> _YOUR GOAL_
Could the entries below be retyped exactly and in full?
━━━━━ STORED DATA
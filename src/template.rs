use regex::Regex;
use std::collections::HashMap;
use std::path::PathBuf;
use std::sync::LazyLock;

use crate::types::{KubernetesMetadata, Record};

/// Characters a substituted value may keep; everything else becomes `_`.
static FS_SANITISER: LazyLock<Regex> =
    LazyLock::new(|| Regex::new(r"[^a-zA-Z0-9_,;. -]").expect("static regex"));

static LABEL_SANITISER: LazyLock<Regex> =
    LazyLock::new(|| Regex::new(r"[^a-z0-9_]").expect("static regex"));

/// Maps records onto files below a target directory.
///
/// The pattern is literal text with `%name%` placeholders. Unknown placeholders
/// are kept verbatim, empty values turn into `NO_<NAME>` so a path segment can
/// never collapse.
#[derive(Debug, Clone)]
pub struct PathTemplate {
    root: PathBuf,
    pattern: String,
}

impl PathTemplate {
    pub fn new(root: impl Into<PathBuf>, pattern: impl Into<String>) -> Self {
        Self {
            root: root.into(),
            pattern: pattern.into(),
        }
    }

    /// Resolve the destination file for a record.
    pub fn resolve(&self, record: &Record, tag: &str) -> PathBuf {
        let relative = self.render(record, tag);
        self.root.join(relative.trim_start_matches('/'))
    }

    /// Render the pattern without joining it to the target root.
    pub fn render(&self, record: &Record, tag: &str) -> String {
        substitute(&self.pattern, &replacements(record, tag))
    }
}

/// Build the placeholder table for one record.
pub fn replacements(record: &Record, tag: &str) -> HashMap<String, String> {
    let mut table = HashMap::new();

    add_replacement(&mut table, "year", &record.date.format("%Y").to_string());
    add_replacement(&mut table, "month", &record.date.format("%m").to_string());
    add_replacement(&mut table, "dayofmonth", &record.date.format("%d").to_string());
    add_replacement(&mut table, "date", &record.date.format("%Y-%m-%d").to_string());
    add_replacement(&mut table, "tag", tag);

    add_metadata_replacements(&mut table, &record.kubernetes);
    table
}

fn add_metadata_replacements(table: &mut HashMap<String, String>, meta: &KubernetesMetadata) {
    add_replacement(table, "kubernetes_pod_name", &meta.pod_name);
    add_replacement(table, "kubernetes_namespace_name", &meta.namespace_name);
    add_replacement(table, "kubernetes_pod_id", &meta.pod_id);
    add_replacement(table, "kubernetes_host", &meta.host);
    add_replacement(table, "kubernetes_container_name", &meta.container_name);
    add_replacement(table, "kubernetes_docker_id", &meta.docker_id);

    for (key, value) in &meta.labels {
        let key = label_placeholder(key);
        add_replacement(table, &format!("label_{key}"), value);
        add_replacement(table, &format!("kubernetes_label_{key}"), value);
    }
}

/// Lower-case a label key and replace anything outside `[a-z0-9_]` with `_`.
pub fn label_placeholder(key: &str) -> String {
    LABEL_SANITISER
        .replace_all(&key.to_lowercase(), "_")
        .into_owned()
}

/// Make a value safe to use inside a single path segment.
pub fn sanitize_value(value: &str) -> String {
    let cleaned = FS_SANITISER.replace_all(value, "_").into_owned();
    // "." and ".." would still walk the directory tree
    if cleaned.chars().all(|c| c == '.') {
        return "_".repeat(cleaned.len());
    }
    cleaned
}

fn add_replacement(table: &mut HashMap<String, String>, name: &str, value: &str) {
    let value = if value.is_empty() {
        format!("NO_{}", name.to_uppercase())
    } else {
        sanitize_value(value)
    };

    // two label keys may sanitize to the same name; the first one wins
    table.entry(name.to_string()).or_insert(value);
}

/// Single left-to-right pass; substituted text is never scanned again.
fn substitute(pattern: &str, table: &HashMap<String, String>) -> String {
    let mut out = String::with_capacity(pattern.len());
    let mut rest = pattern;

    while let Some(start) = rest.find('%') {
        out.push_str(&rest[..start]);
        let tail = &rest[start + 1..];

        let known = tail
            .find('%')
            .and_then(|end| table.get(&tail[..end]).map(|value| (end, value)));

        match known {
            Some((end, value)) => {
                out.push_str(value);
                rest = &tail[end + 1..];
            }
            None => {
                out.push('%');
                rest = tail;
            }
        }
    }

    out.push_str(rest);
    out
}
━━━━━━━━━━
> _SOLUTION FOR THIS PROBLEM_
filename src/template.rs
use regex::Regex;
use std::collections::HashMap;
use std::path::PathBuf;
use std::sync::LazyLock;

use crate::types::{KubernetesMetadata, Record};

/// Characters a substituted value may keep; everything else becomes `_`.
static FS_SANITISER: LazyLock<Regex> =
    LazyLock::new(|| Regex::new(r"[^a-zA-Z0-9_,;. -]").expect("static regex"));

static LABEL_SANITISER: LazyLock<Regex> =
    LazyLock::new(|| Regex::new(r"[^a-z0-9_]").expect("static regex"));

/// Maps records onto files below a target directory.
///
/// The pattern is literal text with `%name%` placeholders. Unknown placeholders
/// are kept verbatim, empty values turn into `NO_<NAME>` so a path segment can
/// never collapse.
#[derive(Debug, Clone)]
pub struct PathTemplate {
    root: PathBuf,
    pattern: String,
}

impl PathTemplate {
    pub fn new(root: impl Into<PathBuf>, pattern: impl Into<String>) -> Self {
        Self {
            root: root.into(),
            pattern: pattern.into(),
        }
    }

    /// Resolve the destination file for a record.
    pub fn resolve(&self, record: &Record, tag: &str) -> PathBuf {
        let relative = self.render(record, tag);
        self.root.join(relative.trim_start_matches('/'))
    }

    /// Render the pattern without joining it to the target root.
    pub fn render(&self, record: &Record, tag: &str) -> String {
        substitute(&self.pattern, &replacements(record, tag))
    }
}

/// Build the placeholder table for one record.
pub fn replacements(record: &Record, tag: &str) -> HashMap<String, String> {
    let mut table = HashMap::new();

    add_replacement(&mut table, "year", &record.date.format("%Y").to_string());
    add_replacement(&mut table, "month", &record.date.format("%m").to_string());
    add_replacement(&mut table, "dayofmonth", &record.date.format("%d").to_string());
    add_replacement(&mut table, "date", &record.date.format("%Y-%m-%d").to_string());
    add_replacement(&mut table, "tag", tag);

    add_metadata_replacements(&mut table, &record.kubernetes);
    table
}

fn add_metadata_replacements(table: &mut HashMap<String, String>, meta: &KubernetesMetadata) {
    add_replacement(table, "kubernetes_pod_name", &meta.pod_name);
    add_replacement(table, "kubernetes_namespace_name", &meta.namespace_name);
    add_replacement(table, "kubernetes_pod_id", &meta.pod_id);
    add_replacement(table, "kubernetes_host", &meta.host);
    add_replacement(table, "kubernetes_container_name", &meta.container_name);
    add_replacement(table, "kubernetes_docker_id", &meta.docker_id);

    for (key, value) in &meta.labels {
        let key = label_placeholder(key);
        add_replacement(table, &format!("label_{key}"), value);
        add_replacement(table, &format!("kubernetes_label_{key}"), value);
    }
}

/// Lower-case a label key and replace anything outside `[a-z0-9_]` with `_`.
pub fn label_placeholder(key: &str) -> String {
    LABEL_SANITISER
        .replace_all(&key.to_lowercase(), "_")
        .into_owned()
}

/// Make a value safe to use inside a single path segment.
pub fn sanitize_value(value: &str) -> String {
    let cleaned = FS_SANITISER.replace_all(value, "_").into_owned();
    // "." and ".." would still walk the directory tree
    if cleaned.chars().all(|c| c == '.') {
        return "_".repeat(cleaned.len());
    }
    cleaned
}

fn add_replacement(table: &mut HashMap<String, String>, name: &str, value: &str) {
    let value = if value.is_empty() {
        format!("NO_{}", name.to_uppercase())
    } else {
        sanitize_value(value)
    };

    // two label keys may sanitize to the same name; the first one wins
    table.entry(name.to_string()).or_insert(value);
}

/// Single left-to-right pass; substituted text is never scanned again.
fn substitute(pattern: &str, table: &HashMap<String, String>) -> String {
    let mut out = String::with_capacity(pattern.len());
    let mut rest = pattern;

    while let Some(start) = rest.find('%') {
        out.push_str(&rest[..start]);
        let tail = &rest[start + 1..];

        let known = tail
            .find('%')
            .and_then(|end| table.get(&tail[..end]).map(|value| (end, value)));

        match known {
            Some((end, value)) => {
                out.push_str(value);
                rest = &tail[end + 1..];
            }
            None => {
                out.push('%');
                rest = tail;
            }
        }
    }

    out.push_str(rest);
    out
}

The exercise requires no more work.